El fuego no ha terminado con los libros. Tampoco los dirigentes del sistema, que tienen entre sus premisas prohibir la lectura porque tiene efectos nocivos sobre las personas, han conseguido convertir en cenizas este viejo hábito. Los lectores no tenemos que huir si vemos cerca al bombero Montag ni recluirnos en un bosque clandestino para memorizar las páginas que Granger nos indique salvar.

Este poético sueño narrativo de Bradbury, uno de los grandes maestros de la ciencia ficción contemporánea que convirtió a los amantes de la lectura en libros humanos y clandestinos enfrentados a las amenazas de un mundo uniformado, no se ha cumplido. Y eso que en sus novelas y relatos no se equivocó al introducir las televisiones de pantallas planas, los auriculares con micrófono telefónico, el muro digital y los circuitos cerradas de video vigilancia. Pero en el tema del libro, las amenazas son otras.

Una proviene de la revolución tecnológica que ha transformado el papel en un pantalla sin fondo. Al individuo contemporáneo le gusta la cantidad y llevar en un artefacto de escaso peso mil títulos comienza a parecerse al síndrome Diógenes. La mayoría de los defensores de los nuevos soportes dicen lo mismo: «Puedo llevar encima todos los libros que quiera». Otra cosa es que lean todos los títulos que almacenan. Estoy seguro de que la mayoría de estos nuevos lectores harán como los jóvenes con la música: descargar y cargar según los dictados de la moda o del mercado. Y he aquí otra amenaza mayor: el mercado. La palabra del siglo XXI. Un mercado que ha puesto de manifiesto en la Feria del Libro de Madrid la preferencia del español medio o de la mujer media, que al fin y al cabo es la que siempre ha leído todo. La magia, la vida, al hombre, el mundo, los libros. Resulta desolador contemplar las largas colas para adquirir las dedicatorias de Ana García Obregón y de Mariló Montero, autoras de una autobiografía rosa y de unas recetas de cocina. Las dos, rodeadas de televisiones y de unos lectores a los que miraban de reojo los escritores que se dedican a la literatura que va camino de convertirse en un subgénero. Los best sellers y las historias comerciales dominan el gusto de los lectores que quieren evadirse sin tener que pelearse con metáforas, con el lenguaje, con narraciones que hagan pensar. La Literatura, con mayúsculas y buena, se queda para las minorías.

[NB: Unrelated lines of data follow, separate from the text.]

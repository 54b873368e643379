use std::io::{self, Read};

use log::{debug, warn};
use scraper::{ElementRef, Html};

use crate::constants::NEXT_DATA_SCRIPT_ID;
use crate::next_data::NextData;
use crate::text_manipulators::{extract_text, find_all_by_class_substring, find_by_id};

/// Document types [`crate::Scraper::fetch_category`] can build from a response body.
pub trait FromHtml: Sized {
    fn from_html(html: &str) -> Self;

    fn from_html_bytes(bytes: &[u8]) -> Self {
        Self::from_html(&String::from_utf8_lossy(bytes))
    }

    fn from_reader<R: Read>(mut reader: R) -> io::Result<Self> {
        let mut buffer = Vec::new();
        reader.read_to_end(&mut buffer)?;
        Ok(Self::from_html_bytes(&buffer))
    }
}

/// A parsed category page.
#[derive(Debug)]
pub struct Category {
    html: Html,
}

impl Category {
    pub fn new(html: Html) -> Self {
        Self { html }
    }

    pub fn html(&self) -> &Html {
        &self.html
    }

    /// `None` when the page has no payload script or its JSON is malformed.
    pub fn load_next_data(&self) -> Option<NextData> {
        let script = find_by_id(self.html.root_element(), "script", NEXT_DATA_SCRIPT_ID)?;
        match NextData::from_json_str(&extract_text(script)) {
            Ok(next_data) => Some(next_data),
            Err(e) => {
                warn!("Ignoring malformed {NEXT_DATA_SCRIPT_ID} payload: {e}");
                None
            }
        }
    }

    pub fn find_all_tags_by_class_substring(
        &self,
        tag_name: &str,
        substring: &str,
    ) -> Vec<ElementRef<'_>> {
        let tags = find_all_by_class_substring(self.html.root_element(), tag_name, substring);
        debug!(
            "Found {} '{}' tags with class containing '{}'",
            tags.len(),
            tag_name,
            substring
        );
        tags
    }
}

impl FromHtml for Category {
    fn from_html(html: &str) -> Self {
        Self::new(Html::parse_document(html))
    }
}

Si estas amenazas son menos dañinas que la temperatura del fuego que desintegra el papel, existen otras que son más dañinas. La crisis económica que hace peligrar la supervivencia de las editoriales y la existencia de las Ferias del Libro, como ha sucedido en Málaga, donde a punto ha estado de no celebrarse un evento necesario para la ciudad. Los argumentos no son si el Paseo del Parque, la plaza de la Merced, la calle Larios o el Puerto, deben pujar por convertirse en el espacio idóneo. Tampoco es cuestión de fechas ni de traer a más o menos autores conocidos. No olvidemos que algunos vienen y no son avalados por un público numeroso. Igual que su presencia en El Retiro de Madrid no les concede firmar más de una decena de libros de media.

El problema es el erróneo sistema de ayudas a pequeñas editoriales y librerías para compensar los elevados gastos de la feria, la escasez de dinero de las instituciones para apoyar esta cita anual y la falta de una gestión enriquecida por nuevas ideas que conviertan la Feria del Libro en un evento respaldado por el público. Habría que añadir también la invisibilidad de la universidad a la hora de estimular la presencia de estudiantes de Literatura en presentaciones de libros o en la misma Feria. Estas amenazas no son nuevas. Se conocen hace demasiado tiempo, pero por alguna extraña razón no generan ningún debate serio del que salga un nuevo modelo de Feria y a su vez un reconocimiento de la importancia, de la necesidad de la lectura, del conocimiento de la buena literatura.

Especialmente en una época donde otros fuegos ponen en peligro la mirada y el enjuiciamiento del individuo contemporáneo, la supervivencia del intelecto, la libertad y el espíritu crítico, a punto de recluirse en el bosque de la resistencia que hará frente a una sutil y quirúrgica guerra que nos quiere desarmados, cautivos y enganchados al soma de la idiotez cuya dosis nos administran a diario.